We’ve collated a list of the top 10 skin-loving SUPER NUTRIENTS to support your glow from the inside out. Increase these foods and nutrients abundantly and watch your skin transform.
If you want young, healthy, supple skin, collagen is your new best friend! Collagen, by far, is a key nutrient to support your skin. Collagen proteins are the most abundant component of the extracellular skin matrix and are what make your skin smooth, strong, and firm. If you have dehydrated, damaged, or sensitive skin, collagen has been scientifically proven to enhance elasticity, density, and smooth texture.
Better yet, collagen works on nourishing the gastrointestinal tract and intestinal wall – perfect if you have food intolerances, deficient gut health or systemic inflammation.
Food Sources: Organic grass-fed bone broth, wild-caught fish bone broth, shellfish, organic eggs, crushed/powdered eggshells, collagen peptides.
Carotenoids are plant-derived dietary antioxidants loaded with a plethora of skin protective activity. We want carotenoids in our diets on the daily!
Beta-carotene is a precursor to vitamin-A, a crucial nutrient for healthy skin, DNA, UV protection and wrinkle prevention. Think of vitamin A as the hero protector. It’s essential for healthy skin barrier functionality, protection, and cellular differentiation. An excellent way to achieve this is to add foods rich in beta-carotene to your daily diet.
Food Sources: Carrots, capsicum, turnip, pumpkin, sweet potato, oranges, mangoes, apricots, nectarines, peaches, persimmons, gooseberries, papaya, dark green leafy vegetables, turmeric, algae and super greens (spirulina, chlorella, kelp).
Lycopene is a skin-boosting carotenoid found in tomatoes! It’s also been found within the skin and acts synergistically with beta-carotene to protect the skin matrix. Lycopene specifically reduces reactive oxygen species (ROS), a huge contributor to poor skin health. Lycopene has likewise been shown to improve our potent antioxidant glutathione.

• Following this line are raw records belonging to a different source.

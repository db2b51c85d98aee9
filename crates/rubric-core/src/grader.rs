//! Applying externally supplied values to a grading tree by path
//!
//! A leaf's path is the dot-joined chain of block names from the first
//! level below the method down to the leaf's own name, e.g.
//! `Production.Mixing`. The method's own name is not part of the path.
//! Paths are matched case-insensitively.
//!
//! Grading is not atomic: values that apply cleanly stay applied even when
//! other leaves are unmatched or rejected. Callers that need all-or-nothing
//! semantics must clone the method first and discard the clone on failure.

use serde::{Deserialize, Serialize};
use uuid::Uuid;

use crate::error::Result;
use crate::gradable::{Gradable, GradingBlock, GradingMethod};

/// Path separator between block and leaf names
pub const PATH_SEPARATOR: char = '.';

/// A value addressed to one leaf
#[derive(Debug, Clone, PartialEq, Serialize, Deserialize)]
pub struct GradeInput {
    pub path: String,
    pub value: f64,
}

impl GradeInput {
    pub fn new(path: impl Into<String>, value: f64) -> Self {
        GradeInput {
            path: path.into(),
            value,
        }
    }
}

/// Grade-application request
#[derive(Debug, Clone, PartialEq, Serialize, Deserialize)]
pub struct GradeRequest {
    #[serde(alias = "gradingMethodId")]
    pub grading_method_id: Uuid,
    pub inputs: Vec<GradeInput>,
}

/// An input that matched a leaf but was rejected by it
#[derive(Debug, Clone, PartialEq, Serialize)]
pub struct GradeFailure {
    pub path: String,
    pub value: f64,
    /// Error type identifier, e.g. `out_of_range`
    pub error: String,
    pub message: String,
}

/// Result of applying a set of inputs to a tree
#[derive(Debug, Clone, Default, PartialEq, Serialize)]
pub struct GradingOutcome {
    /// Paths of leaves that received a value
    pub applied: Vec<String>,
    /// Paths of leaves no input matched
    pub unmatched_leaves: Vec<String>,
    /// Inputs that matched no leaf (or a leaf already taken by an earlier input)
    pub unconsumed_inputs: Vec<GradeInput>,
    /// Inputs that matched a leaf whose update was rejected
    pub failures: Vec<GradeFailure>,
}

impl GradingOutcome {
    /// Every leaf matched, every input consumed and every update accepted
    pub fn success(&self) -> bool {
        self.unmatched_leaves.is_empty()
            && self.unconsumed_inputs.is_empty()
            && self.failures.is_empty()
    }
}

/// Apply `inputs` to the leaves of `method`.
///
/// Only a malformed tree is a hard error; mismatches and rejected values are
/// reported in the returned outcome.
pub fn apply_grades(method: &mut GradingMethod, inputs: &[GradeInput]) -> Result<GradingOutcome> {
    method.validate()?;

    let mut grader = PathGrader::new(inputs);
    grader.visit(method.root_mut(), "");
    let outcome = grader.finish();

    tracing::debug!(
        method_id = %method.id(),
        applied = outcome.applied.len(),
        unmatched = outcome.unmatched_leaves.len(),
        unconsumed = outcome.unconsumed_inputs.len(),
        failed = outcome.failures.len(),
        "apply_grades"
    );
    Ok(outcome)
}

/// Paths of every leaf below `block`, in depth-first order
pub fn leaf_paths(block: &GradingBlock) -> Vec<String> {
    let mut paths = Vec::new();
    collect_paths(block, "", &mut paths);
    paths
}

fn collect_paths(block: &GradingBlock, prefix: &str, paths: &mut Vec<String>) {
    for component in block.components() {
        let path = join_path(prefix, component.name());
        match component {
            Gradable::Grade(_) => paths.push(path),
            Gradable::Block(nested) => collect_paths(nested, &path, paths),
        }
    }
}

fn join_path(prefix: &str, name: &str) -> String {
    if prefix.is_empty() {
        name.to_string()
    } else {
        format!("{}{}{}", prefix, PATH_SEPARATOR, name)
    }
}

struct PathGrader<'a> {
    inputs: &'a [GradeInput],
    keys: Vec<String>,
    consumed: Vec<bool>,
    outcome: GradingOutcome,
}

impl<'a> PathGrader<'a> {
    fn new(inputs: &'a [GradeInput]) -> Self {
        PathGrader {
            inputs,
            keys: inputs.iter().map(|i| i.path.to_lowercase()).collect(),
            consumed: vec![false; inputs.len()],
            outcome: GradingOutcome::default(),
        }
    }

    fn visit(&mut self, block: &mut GradingBlock, prefix: &str) {
        for component in block.components_mut() {
            let path = join_path(prefix, component.name());
            match component {
                Gradable::Grade(grade) => {
                    let Some(index) = self.take_input(&path) else {
                        self.outcome.unmatched_leaves.push(path);
                        continue;
                    };

                    let inputs = self.inputs;
                    let input = &inputs[index];
                    match grade.update_grade(input.value) {
                        Ok(()) => self.outcome.applied.push(path),
                        Err(e) => self.outcome.failures.push(GradeFailure {
                            path,
                            value: input.value,
                            error: e.error_type().to_string(),
                            message: e.to_string(),
                        }),
                    }
                }
                Gradable::Block(nested) => self.visit(nested, &path),
            }
        }
    }

    fn take_input(&mut self, path: &str) -> Option<usize> {
        let key = path.to_lowercase();
        let index = self
            .keys
            .iter()
            .enumerate()
            .position(|(i, k)| !self.consumed[i] && *k == key)?;
        self.consumed[index] = true;
        Some(index)
    }

    fn finish(mut self) -> GradingOutcome {
        self.outcome.unconsumed_inputs = self
            .inputs
            .iter()
            .zip(&self.consumed)
            .filter(|(_, consumed)| !**consumed)
            .map(|(input, _)| input.clone())
            .collect();
        self.outcome
    }
}

#[cfg(test)]
mod tests {
    use super::*;
    use crate::builder::{build_method, CreateMethodRequest};
    use crate::error::RubricError;
    use crate::gradable::{Action, Grade};

    fn album() -> GradingMethod {
        let request = CreateMethodRequest::from_json(
            r#"{
                "name": "Album",
                "creatorId": "user-1",
                "components": [
                    { "type": "grade", "name": "Lyrics", "min": 1, "max": 10, "step": 0.5 },
                    { "type": "block", "name": "Production", "subComponents": [
                        { "type": "grade", "name": "Mixing", "min": 1, "max": 10, "step": 0.5 },
                        { "type": "grade", "name": "Mastering", "min": 1, "max": 10, "step": 0.5 }
                    ], "actions": ["ADD"] }
                ],
                "actions": ["ADD"]
            }"#,
        )
        .unwrap();
        build_method(&request).unwrap()
    }

    fn leaf<'a>(method: &'a GradingMethod, path: &[usize]) -> &'a Grade {
        let mut block = method.root();
        let (last, parents) = path.split_last().unwrap();
        for i in parents {
            block = block.components()[*i].as_block().unwrap();
        }
        block.components()[*last].as_grade().unwrap()
    }

    #[test]
    fn test_leaf_paths_skip_method_name() {
        let method = album();
        assert_eq!(
            leaf_paths(method.root()),
            vec!["Lyrics", "Production.Mixing", "Production.Mastering"]
        );
    }

    #[test]
    fn test_complete_inputs_succeed() {
        let mut method = album();
        let inputs = vec![
            GradeInput::new("Lyrics", 8.0),
            GradeInput::new("Production.Mixing", 6.0),
            GradeInput::new("Production.Mastering", 9.0),
        ];

        let outcome = apply_grades(&mut method, &inputs).unwrap();
        assert!(outcome.success());
        assert_eq!(outcome.applied.len(), 3);
        assert_eq!(leaf(&method, &[0]).grade().unwrap(), 8.0);
        assert_eq!(leaf(&method, &[1, 0]).grade().unwrap(), 6.0);
        assert_eq!(leaf(&method, &[1, 1]).grade().unwrap(), 9.0);
        assert_eq!(method.grade().unwrap(), 23.0);
    }

    #[test]
    fn test_paths_match_case_insensitively() {
        let mut method = album();
        let inputs = vec![
            GradeInput::new("lyrics", 8.0),
            GradeInput::new("PRODUCTION.mixing", 6.0),
            GradeInput::new("production.Mastering", 9.0),
        ];
        assert!(apply_grades(&mut method, &inputs).unwrap().success());
    }

    #[test]
    fn test_missing_input_is_partial() {
        let mut method = album();
        let inputs = vec![
            GradeInput::new("Lyrics", 8.0),
            GradeInput::new("Production.Mixing", 6.0),
        ];

        let outcome = apply_grades(&mut method, &inputs).unwrap();
        assert!(!outcome.success());
        assert_eq!(outcome.unmatched_leaves, vec!["Production.Mastering"]);
        assert_eq!(leaf(&method, &[0]).grade().unwrap(), 8.0);
        assert_eq!(leaf(&method, &[1, 0]).grade().unwrap(), 6.0);
        assert!(!leaf(&method, &[1, 1]).is_graded());
    }

    #[test]
    fn test_extra_and_duplicate_inputs_are_unconsumed() {
        let mut method = album();
        let inputs = vec![
            GradeInput::new("Lyrics", 8.0),
            GradeInput::new("Lyrics", 9.0),
            GradeInput::new("Production.Mixing", 6.0),
            GradeInput::new("Production.Mastering", 9.0),
            GradeInput::new("Mixing", 6.0),
        ];

        let outcome = apply_grades(&mut method, &inputs).unwrap();
        assert!(!outcome.success());
        assert!(outcome.unmatched_leaves.is_empty());
        assert_eq!(
            outcome.unconsumed_inputs,
            vec![GradeInput::new("Lyrics", 9.0), GradeInput::new("Mixing", 6.0)]
        );
        assert_eq!(leaf(&method, &[0]).grade().unwrap(), 8.0);
    }

    #[test]
    fn test_rejected_value_does_not_roll_back_others() {
        let mut method = album();
        let inputs = vec![
            GradeInput::new("Lyrics", 8.0),
            GradeInput::new("Production.Mixing", 11.0),
            GradeInput::new("Production.Mastering", 6.3),
        ];

        let outcome = apply_grades(&mut method, &inputs).unwrap();
        assert!(!outcome.success());
        assert_eq!(outcome.applied, vec!["Lyrics"]);
        assert_eq!(outcome.failures.len(), 2);
        assert_eq!(outcome.failures[0].error, "out_of_range");
        assert_eq!(outcome.failures[1].error, "step_misaligned");
        assert!(outcome.unconsumed_inputs.is_empty());
        assert_eq!(leaf(&method, &[0]).grade().unwrap(), 8.0);
    }

    #[test]
    fn test_regrading_overwrites_previous_values() {
        let mut method = album();
        apply_grades(&mut method, &[GradeInput::new("Lyrics", 8.0)]).unwrap();
        apply_grades(&mut method, &[GradeInput::new("Lyrics", 3.0)]).unwrap();
        assert_eq!(leaf(&method, &[0]).grade().unwrap(), 3.0);
    }

    #[test]
    fn test_malformed_tree_is_hard_failure() {
        let mut method = GradingMethod::new("Broken", "user-1", false);
        method.add_grade(Grade::new("a", 0.0, 1.0, 1.0, None).unwrap());
        method.add_action(Action::Add);

        let err = apply_grades(&mut method, &[GradeInput::new("a", 1.0)]).unwrap_err();
        assert!(matches!(err, RubricError::ActionCountMismatch { .. }));
    }

    #[test]
    fn test_request_accepts_camel_case() {
        let request: GradeRequest = serde_json::from_str(
            r#"{ "gradingMethodId": "6f1c1d52-2f55-4a8e-8f3a-0d9e0f6f7a11",
                 "inputs": [{ "path": "Lyrics", "value": 8 }] }"#,
        )
        .unwrap();
        assert_eq!(request.inputs, vec![GradeInput::new("Lyrics", 8.0)]);
    }
}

Food Sources: Red-coloured foods like red capsicum, tomatoes, radishes, grapefruit, mangoes, strawberries, raspberries, figs, watermelon, pomegranate.
Lutein and Zeaxanthin
These are 2 primary carotenoids and both are found in human skin. Supplementation of these carotenoids shows significant improvement in skin tone, colour, luminance and texture. Humans are unable to produce lutein and zeaxanthin; they must be sourced from food.

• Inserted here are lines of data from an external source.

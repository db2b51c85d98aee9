
use crate::builder::{build_method, CreateMethodRequest};
use crate::gradable::GradingMethod;

/// Album rubric with a nested block two levels deep
pub(super) fn album() -> GradingMethod {
    let request = CreateMethodRequest::from_json(
        r#"{
            "name": "Album",
            "creatorId": "user-1",
            "isPublic": true,
            "components": [
                { "type": "grade", "name": "Lyrics", "min": 1, "max": 10, "step": 0.5,
                  "description": "Words" },
                { "type": "block", "name": "Production", "subComponents": [
                    { "type": "grade", "name": "Mixing", "min": 1, "max": 10, "step": 0.5 },
                    { "type": "block", "name": "Extras", "subComponents": [
                        { "type": "grade", "name": "Artwork", "min": 0, "max": 5, "step": 1 },
                        { "type": "grade", "name": "Liner notes", "min": 0, "max": 5, "step": 1 }
                    ], "actions": ["ADD"] }
                ], "actions": ["ADD"] }
            ],
            "actions": ["ADD"]
        }"#,
    )
    .unwrap();
    build_method(&request).unwrap()
}

pub(super) fn count(db: &super::Database, table: &str) -> i64 {
    db.conn
        .query_row(&format!("SELECT COUNT(*) FROM {}", table), [], |r| r.get(0))
        .unwrap()
}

Food Sources: Organic free-range eggs, green leafy vegetables (kale, spinach, peas, beans, lettuce), salmon, red trout, orange/yellow peppers, carrots and rockmelon.
Astaxanthin is a powerful carotenoid with a red-orange pigment proven to have epidermal and dermal protective effects. Astaxanthin works directly with skin cells (keratinocytes) to prevent ageing, skin deterioration, inflammation and environmental damage.

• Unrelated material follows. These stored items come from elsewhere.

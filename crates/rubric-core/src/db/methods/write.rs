use rusqlite::{params, Connection};

use crate::codec::relational::{self, ActionRow, ComponentLink, RelationalRows};
use crate::db::orphans::unlink_method;
use crate::error::{RubricError, Result};
use crate::gradable::GradingMethod;

impl super::super::Database {
    /// Persist a whole method, replacing any tree stored under the same id.
    ///
    /// Old component links are removed first and every node they leave
    /// unreferenced is deleted, all in the same transaction.
    #[tracing::instrument(skip(self, method), fields(method_id = %method.id()))]
    pub fn save_method(&self, method: &GradingMethod) -> Result<()> {
        method.validate()?;
        let rows = relational::encode(method);

        let tx = self.begin_write("save method")?;
        let removed = unlink_method(&tx, &rows.method.id.to_string())?;
        insert_rows(&tx, &rows)?;
        tx.commit()
            .map_err(|e| RubricError::transaction("save method", e))?;

        tracing::debug!(
            grades = rows.grades.len(),
            blocks = rows.blocks.len(),
            removed,
            "method saved"
        );
        Ok(())
    }
}

fn insert_rows(conn: &Connection, rows: &RelationalRows) -> Result<()> {
    let method = &rows.method;
    conn.execute(
        "INSERT INTO methods (id, name, creator_id, created_at, is_public) VALUES (?1, ?2, ?3, ?4, ?5)
         ON CONFLICT(id) DO UPDATE SET
            name = excluded.name,
            creator_id = excluded.creator_id,
            created_at = excluded.created_at,
            is_public = excluded.is_public",
        params![
            method.id.to_string(),
            method.name,
            method.creator_id,
            method.created_at.to_rfc3339(),
            method.is_public,
        ],
    )
    .map_err(|e| RubricError::Other(format!("failed to insert method {}: {}", method.id, e)))?;

    for grade in &rows.grades {
        conn.execute(
            "INSERT INTO grades (id, name, min, max, step, description, value) VALUES (?1, ?2, ?3, ?4, ?5, ?6, ?7)",
            params![
                grade.id,
                grade.name,
                grade.min,
                grade.max,
                grade.step,
                grade.description,
                grade.value,
            ],
        )
        .map_err(|e| RubricError::Other(format!("failed to insert grade {}: {}", grade.name, e)))?;
    }

    for block in &rows.blocks {
        conn.execute(
            "INSERT INTO blocks (id, name) VALUES (?1, ?2)",
            params![block.id, block.name],
        )
        .map_err(|e| RubricError::Other(format!("failed to insert block {}: {}", block.name, e)))?;
    }

    insert_links(conn, "method_components", &rows.method_components)?;
    insert_links(conn, "block_components", &rows.block_components)?;
    insert_actions(conn, "method_actions", &rows.method_actions)?;
    insert_actions(conn, "block_actions", &rows.block_actions)?;

    Ok(())
}

fn insert_links(conn: &Connection, table: &str, links: &[ComponentLink]) -> Result<()> {
    let sql = format!(
        "INSERT INTO {} (parent_id, position, child_kind, child_id) VALUES (?1, ?2, ?3, ?4)",
        table
    );
    let mut stmt = conn
        .prepare_cached(&sql)
        .map_err(|e| RubricError::Other(format!("failed to prepare {} insert: {}", table, e)))?;

    for link in links {
        stmt.execute(params![
            link.parent_id,
            link.position,
            link.child_kind.as_str(),
            link.child_id,
        ])
        .map_err(|e| {
            RubricError::Other(format!(
                "failed to insert {} row {}#{}: {}",
                table, link.parent_id, link.position, e
            ))
        })?;
    }
    Ok(())
}

fn insert_actions(conn: &Connection, table: &str, actions: &[ActionRow]) -> Result<()> {
    let sql = format!(
        "INSERT INTO {} (owner_id, position, action) VALUES (?1, ?2, ?3)",
        table
    );
    let mut stmt = conn
        .prepare_cached(&sql)
        .map_err(|e| RubricError::Other(format!("failed to prepare {} insert: {}", table, e)))?;

    for row in actions {
        stmt.execute(params![row.owner_id, row.position, row.action.as_str()])
            .map_err(|e| {
                RubricError::Other(format!(
                    "failed to insert {} row {}#{}: {}",
                    table, row.owner_id, row.position, e
                ))
            })?;
    }
    Ok(())
}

Skin elasticity and hydration have shown incredible improvements with astaxanthin supplementation. This particular carotenoid also supports retinol conversions within the liver, enhances macular and brain health, nourishes neuronal fluidity, reduces gastric ulcerations and improves resistance to stress.
Food Sources: Microalgae organisms, crustaceans, trout, krill, red sea bream and salmon.
3: Vitamin E
Vitamin E is your go-to for skin suppleness. It’s recognised for highly effective antioxidant action within the skin cellular membranes. Have you ever heard of the term α-tocopherol? It’s part of an 8-nutrient family under the Vitamin E umbrella of which α-tocopherol is the most abundant and biologically active.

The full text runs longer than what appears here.